07:03 23-12-2025
Ação coletiva nos EUA contesta sensores antiesmagamento da Kia Carnival
Nos Estados Unidos, ganha corpo uma nova disputa em torno da Kia Carnival. Uma ação coletiva alega que as portas corrediças das minivans 2022–2023 continuam inseguras mesmo após um recall. O caso corre na Justiça Federal em Maryland, e o ponto central dos autores é que a atualização de software de 2023 não resolveu a raiz do problema ligada aos sensores antiesmagamento.
Segundo a petição, esses sensores exigem força excessiva para serem acionados, o que pode permitir que a porta continue fechando sobre uma criança, um adulto ou um animal de estimação por mais tempo do que deveria. Na prática, quando o acionamento depende de um parâmetro alto demais, a proteção existe no papel, mas pode falhar no momento em que mais importa.

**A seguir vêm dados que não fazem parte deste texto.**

//! Error types for the shim boundary

/// Result type for shim operations
pub type ShimResult<T> = Result<T, ShimError>;

/// Errors raised by boxed values, conversions and member enumeration
#[derive(Debug, Clone, PartialEq, Eq, thiserror::Error)]
pub enum ShimError {
    /// Array-aliasing box constructed with an index outside the backing array
    #[error("Index {index} out of range for array of length {len}")]
    IndexOutOfRange {
        /// Requested element index
        index: usize,
        /// Length of the backing array
        len: usize,
    },

    /// Operation not defined for this value's native width
    #[error("Not supported: {0}")]
    NotSupported(String),

    /// Caller passed an invalid or incompatible argument
    #[error("Argument error: {0}")]
    Argument(String),

    /// Request the host platform cannot express
    #[error("Platform not supported: {0}")]
    PlatformNotSupported(String),

    /// Conversion the origin type system never allows
    #[error("Invalid cast: {0}")]
    InvalidCast(String),

    /// Conversion result does not fit the target type
    #[error("Overflow: {0}")]
    Overflow(String),

    /// Bad numeric format string
    #[error("Format error: {0}")]
    Format(String),
}

impl ShimError {
    /// Unsupported-width error for `operation` on a value of type `type_name`
    pub fn not_supported(operation: &str, type_name: &str) -> Self {
        ShimError::NotSupported(format!("{} on {}", operation, type_name))
    }

    /// Overflow error for a conversion into `target`
    pub fn overflow(target: &str) -> Self {
        ShimError::Overflow(format!("Value was either too large or too small for {}", target))
    }

    /// Invalid cast from `from` into `to`
    pub fn invalid_cast(from: &str, to: &str) -> Self {
        ShimError::InvalidCast(format!("Invalid cast from '{}' to '{}'", from, to))
    }
}

#[cfg(test)]
mod tests {
    use super::*;

    #[test]
    fn test_index_out_of_range_message() {
        let err = ShimError::IndexOutOfRange { index: 7, len: 3 };
        assert_eq!(err.to_string(), "Index 7 out of range for array of length 3");
    }

    #[test]
    fn test_helper_constructors() {
        assert_eq!(
            ShimError::not_supported("volatile read", "SByte"),
            ShimError::NotSupported("volatile read on SByte".to_string())
        );
        assert!(matches!(ShimError::overflow("Byte"), ShimError::Overflow(_)));
        assert_eq!(
            ShimError::invalid_cast("Single", "DateTime").to_string(),
            "Invalid cast: Invalid cast from 'Single' to 'DateTime'"
        );
    }
}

A acusação toca em uma tensão recorrente dos carros modernos: salvaguardas eletrônicas são tão eficazes quanto os limites que as acionam.
Eis o contexto. Queixas de proprietários levaram a uma investigação de reguladores; depois disso, em abril de 2023, a Kia anunciou o recall de cerca de 51 mil Carnival dos anos 2022–2023. A solução se baseava em um update de software: as portas passariam a desacelerar antes do fecho, e foram adicionados sinais de alerta extras. A investigação foi encerrada com base nessa medida, porém os autores agora descrevem a correção como um remendo que, na visão deles, não altera a força necessária para que a proteção entre em ação. Atualizações podem suavizar o comportamento das portas, mas não mudam um limiar de força sem revisar a lógica de acionamento — exatamente a nuance em que a queixa se apoia.
A Kia reage e pede que o processo seja arquivado. A empresa sustenta que os autores não relatam ferimentos, não apresentam reclamações de mau funcionamento após a atualização e baseiam o caso em riscos hipotéticos, não em incidentes concretos. A marca também aponta uma questão processual: compradores teriam concordado com arbitragem obrigatória e, portanto, a disputa não deveria estar na Justiça.